В советский период истории писатели целенаправленно вовлекались в процессы языкового строительства. Так, мастера художественного слова принимали активное участие в обсуждении проекта нового словаря русского языка [см.: Абрамов 1972; Успенский 1972 и др.]. Многие отечественные литераторы (писатели, публицисты, переводчики), не будучи профессиональными лингвистами, писали популярные книги о языке, оказавшие серьезное влияние на формирование коллективной метаязыковой ментальности носителей русского языка [см., напр.: Чуковский 2009; Успенский 2008 а; 2008 б; 2010; Галь 2007 и др.]. Стали прецедентными многие художественные тексты, которые воспринимаются общественным сознанием как воплощение национально-специфического отношения русского этноса к своему языку: стихотворение в прозе И. Тургенева «Русский язык», сборник миниатюр К. Паустовского «Золотая роза», стихотворения И. Бунина «Слово», Н. Гумилева «Слово», А. Ахматовой «Мужество», В. Шефнера «Слова» и др.

Таким образом, мнение писателя о языке, которое формируется в рамках обыденного сознания, тем не менее обладает высоким авторитетом в обществе (подчас более высоким, чем научно обоснованное мнение лингвиста).

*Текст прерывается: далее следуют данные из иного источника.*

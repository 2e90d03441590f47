//! Placard - Network-Synchronized E-Paper Signage Firmware
//!
//! Main firmware binary for the Raspberry Pi Pico W sign controller.
//! Brings up the cyw43 radio and network stack, wires the three
//! e-paper panels onto the shared SPI bus, and hands everything to the
//! synchronization engine, which runs for the life of the device.

#![no_std]
#![no_main]

use core::cell::RefCell;
use core::fmt::Write as _;

use cyw43_pio::{PioSpi, DEFAULT_CLOCK_DIVIDER};
use defmt::*;
use embassy_executor::Spawner;
use embassy_net::StackResources;
use embassy_rp::bind_interrupts;
use embassy_rp::gpio::{Input, Level, Output, Pull};
use embassy_rp::peripherals::{DMA_CH0, PIO0, SPI0};
use embassy_rp::pio::{InterruptHandler as PioInterruptHandler, Pio};
use embassy_rp::spi::{Blocking, Config as SpiConfig, Spi};
use embassy_rp::watchdog::Watchdog;
use heapless::{String, Vec};
use static_cell::StaticCell;
use {defmt_rtt as _, panic_probe as _};

use placard_core::engine::SyncEngine;
use placard_core::net::{AssociationManager, AssociationPolicy, KnownNetwork};
use placard_core::state::StateStore;
use placard_core::sync::{ImageBuffer, ImageSyncClient};
use placard_core::traits::SystemControl;
use placard_core::IMAGE_BYTES;

use placard_hal_rp2040::flash::RecordSector;
use placard_hal_rp2040::panel::EpaperPanel;
use placard_hal_rp2040::system::{EmbassyDelay, WatchdogReset};
use placard_hal_rp2040::transport::HttpTransport;
use placard_hal_rp2040::wireless::PicoWStation;

mod logger;
mod networks;

use networks::{known_networks, MAX_KNOWN_NETWORKS, SERVER_HOST, SERVER_PORT};

bind_interrupts!(struct Irqs {
    PIO0_IRQ_0 => PioInterruptHandler<PIO0>;
});

// Static cells for state the radio and engine borrow forever
static CYW43_STATE: StaticCell<cyw43::State> = StaticCell::new();
static NET_RESOURCES: StaticCell<StackResources<3>> = StaticCell::new();
static SPI_BUS: StaticCell<RefCell<Spi<'static, SPI0, Blocking>>> = StaticCell::new();
static IMAGE: StaticCell<[u8; IMAGE_BYTES]> = StaticCell::new();
static TCP_RX: StaticCell<[u8; 4096]> = StaticCell::new();
static TCP_TX: StaticCell<[u8; 512]> = StaticCell::new();
static NETWORKS: StaticCell<Vec<KnownNetwork, MAX_KNOWN_NETWORKS>> = StaticCell::new();

#[embassy_executor::task]
async fn cyw43_task(
    runner: cyw43::Runner<'static, Output<'static>, PioSpi<'static, PIO0, 0, DMA_CH0>>,
) -> ! {
    runner.run().await
}

#[embassy_executor::task]
async fn net_task(mut runner: embassy_net::Runner<'static, cyw43::NetDriver<'static>>) -> ! {
    runner.run().await
}

/// Main entry point
#[embassy_executor::main]
async fn main(spawner: Spawner) {
    info!("Placard firmware starting...");
    logger::init();

    let p = embassy_rp::init(Default::default());

    // Saved-state sector; the flash unique id doubles as the device
    // identity reported to the image server
    let mut record_sector = RecordSector::new(p.FLASH);
    let unique_id = record_sector.unique_id();
    let mut device_id: String<16> = String::new();
    for byte in unique_id {
        // 16 hex chars always fit
        let _ = write!(device_id, "{:02x}", byte);
    }
    info!("device id {}", device_id.as_str());

    // Radio firmware blobs, flashed separately so firmware iteration
    // stays fast:
    //   probe-rs download 43439A0.bin --binary-format bin --chip RP2040 --base-address 0x10100000
    //   probe-rs download 43439A0_clm.bin --binary-format bin --chip RP2040 --base-address 0x10140000
    let fw = unsafe { core::slice::from_raw_parts(0x10100000 as *const u8, 230321) };
    let clm = unsafe { core::slice::from_raw_parts(0x10140000 as *const u8, 4752) };

    // cyw43 radio over PIO SPI
    let pwr = Output::new(p.PIN_23, Level::Low);
    let cs = Output::new(p.PIN_25, Level::High);
    let mut pio = Pio::new(p.PIO0, Irqs);
    let spi = PioSpi::new(
        &mut pio.common,
        pio.sm0,
        DEFAULT_CLOCK_DIVIDER,
        pio.irq0,
        cs,
        p.PIN_24,
        p.PIN_29,
        p.DMA_CH0,
    );

    let state = CYW43_STATE.init(cyw43::State::new());
    let (net_device, mut control, runner) = cyw43::new(state, pwr, spi, fw).await;
    spawner.spawn(cyw43_task(runner)).unwrap();

    control.init(clm).await;
    control
        .set_power_management(cyw43::PowerManagementMode::PowerSave)
        .await;

    // DHCP network stack; the flash unique id seeds TCP sequence numbers
    let seed = u64::from_le_bytes(unique_id);
    let (stack, net_runner) = embassy_net::new(
        net_device,
        embassy_net::Config::dhcpv4(Default::default()),
        NET_RESOURCES.init(StackResources::new()),
        seed,
    );
    spawner.spawn(net_task(net_runner)).unwrap();

    // Panel SPI bus, shared by all three panels
    let mut spi_config = SpiConfig::default();
    spi_config.frequency = 8_000_000;
    let panel_spi = Spi::new_blocking(p.SPI0, p.PIN_2, p.PIN_3, p.PIN_4, spi_config);
    let spi_bus = &*SPI_BUS.init(RefCell::new(panel_spi));

    let panels = [
        EpaperPanel::new(
            spi_bus,
            1,
            Output::new(p.PIN_9, Level::Low),
            Output::new(p.PIN_5, Level::High),
            Output::new(p.PIN_6, Level::Low),
            Output::new(p.PIN_7, Level::Low),
            Input::new(p.PIN_8, Pull::None),
        ),
        EpaperPanel::new(
            spi_bus,
            2,
            Output::new(p.PIN_14, Level::Low),
            Output::new(p.PIN_10, Level::High),
            Output::new(p.PIN_11, Level::Low),
            Output::new(p.PIN_12, Level::Low),
            Input::new(p.PIN_13, Pull::None),
        ),
        EpaperPanel::new(
            spi_bus,
            3,
            Output::new(p.PIN_26, Level::Low),
            Output::new(p.PIN_19, Level::High),
            Output::new(p.PIN_20, Level::Low),
            Output::new(p.PIN_21, Level::Low),
            Input::new(p.PIN_22, Pull::None),
        ),
    ];

    // Fetch pipeline
    let transport = HttpTransport::new(
        stack,
        &mut TCP_RX.init([0; 4096])[..],
        &mut TCP_TX.init([0; 512])[..],
        SERVER_HOST,
        SERVER_PORT,
    );
    let client = ImageSyncClient::new(transport, device_id);
    let buffer = ImageBuffer::new(&mut IMAGE.init([0; IMAGE_BYTES])[..]);

    let networks = &*NETWORKS.init(known_networks());
    let association = AssociationManager::new(networks, AssociationPolicy::default());
    let wireless = PicoWStation::new(control, stack);

    let store = StateStore::new(record_sector);
    let mut system = WatchdogReset::new(Watchdog::new(p.WATCHDOG));

    let mut engine = SyncEngine::new(
        wireless,
        client,
        panels,
        store,
        EmbassyDelay,
        association,
        buffer,
    );

    if engine.prepare().await.is_err() {
        error!("saved state could not be initialized");
        system
            .fatal_reset(placard_core::traits::FatalReason::StoreFailed)
            .await;
    }

    info!("entering synchronization loop");
    engine.run(&mut system).await;
}
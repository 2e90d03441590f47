//! Sign panel trait
//!
//! The pixel-level refresh protocol is a HAL concern; the engine only
//! needs power-up, full-frame render, and power-down.

/// Errors from panel operations
#[derive(Debug, Clone, Copy, PartialEq, Eq)]
#[cfg_attr(feature = "defmt", derive(defmt::Format))]
pub enum PanelError {
    /// Panel stayed busy past the refresh timeout
    BusyTimeout,
    /// Bus transfer failed
    Bus,
    /// Frame data was not the panel's exact frame size
    BadFrame,
}

/// Trait for one e-paper sign panel
pub trait SignPanel {
    /// Screen identifier (1-based, matches the server's image paths)
    fn screen_id(&self) -> u8;

    /// Power up and initialize the panel controller
    async fn initialize(&mut self) -> Result<(), PanelError>;

    /// Write a full frame and trigger a refresh
    ///
    /// `image` must be exactly the panel's frame size.
    async fn render(&mut self, image: &[u8]) -> Result<(), PanelError>;

    /// Power the panel down between refreshes
    async fn power_down(&mut self) -> Result<(), PanelError>;
}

В рамках данной работы мы называем писателя рядовым носителем языка, имея в виду, что его взгляд на язык, выразившийся в художественных текстах, – это взгляд через призму обыденного метаязыкового сознания. Конечно, особое место в ряду анализируемых писателей занимают авторы-филологи, чьи метаязыковые оценки не могут не соотноситься с их профессиональным филологическим знанием. В художественных произведениях А. Чудакова «Ложится мгла на старые ступени» (2000), Вл. Новикова «Роман с языком» (2007), Ф. Кривина «Записки бывшего языковеда» (1987) и других писателей-филологов рефлексивы отличаются высокой степенью фактологической достоверности, которая сочетается с особым, художественным взглядом на язык. Ср.:

Вообще скажу такую принципиальную сверхбанальность: ХОРОШО ЖИТЬ ХОРОШО. Неважно, где здесь тема, где – рема, где сказуемое, где подлежащее, – члени в любом месте («Хорошо жить – хорошо» или «Хорошо – жить хорошо»). Как существуют безличные предложения: «Холодно», «Жарко», так существуют и безличные истины, не подлежащие обсуждению (Вл. Новиков. Роман с языком).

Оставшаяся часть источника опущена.